Significance of Hypnotism

An intelligent consideration of the phenomena of hypnotism will show us that what we call the hypnotic state is the normal state of the subjective mind. It always conceives of itself in accordance with some suggestion conveyed to it, either consciously or unconsciously to the mode of the objective mind which governs it, and it gives rise to corresponding external results.
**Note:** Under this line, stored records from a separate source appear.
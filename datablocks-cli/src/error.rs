use thiserror::Error;

/// Errors that can occur during CLI command execution.
#[derive(Debug, Error)]
pub(crate) enum CliError {
    /// I/O error
    #[error("{0}")]
    Io(#[from] std::io::Error),

    /// Settings file could not be read or written
    #[error("Config error: {0}")]
    Settings(#[from] datablocks_core::settings::SettingsError),

    /// Resource or glossary file error
    #[error("{0}")]
    Store(#[from] datablocks_catalog::StoreError),

    /// Catalog materialization or finalization failed
    #[error("Catalog error: {0}")]
    Catalog(#[from] datablocks_catalog::CatalogError),

    /// DAG build failed as a whole
    #[error("Workflow error: {0}")]
    Workflow(#[from] datablocks_workflow::WorkflowError),

    /// Glossarization stopped
    #[error("Glossarize error: {0}")]
    Glossarize(#[from] datablocks_glossarizer::GlossarizeError),

    /// Some task folders could not be added to the DAG
    #[error("{0} task folder(s) could not be added to the workflow")]
    TaskDefinitions(usize),

    /// Catch-all for other errors
    #[error("{0}")]
    Other(String),
}

impl CliError {
    pub(crate) fn other(msg: impl Into<String>) -> Self {
        Self::Other(msg.into())
    }
}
The abnormal nature of the conditions induced by experimental hypnotism is in the removal of the control held by the individual's own objective mind over his subjective mind and the substitution of some other control for it, and thus we may say that the normal characteristic of the subjective mind is its perpetual action in accordance with some sort of suggestion. It becomes therefore a question of the highest importance to determine in every case what the nature of the suggestion shall be and from what source it shall proceed; but before considering the sources of suggestion we must realise more fully the place taken by subjective mind in the order of Nature.
The Edinburgh Lectures on Mental Science by Thomas Troward
From a lecture originally given by Judge Troward in 1904 in the Queen Street Hall, Edinburgh.

The philosopher William James (1842 – 1910) characterized Troward’s Edinburgh Lectures on Mental Science as "far and away the ablest statement of philosophy I have met, beautiful in its sustained clearness of thought and style, a really classic statement."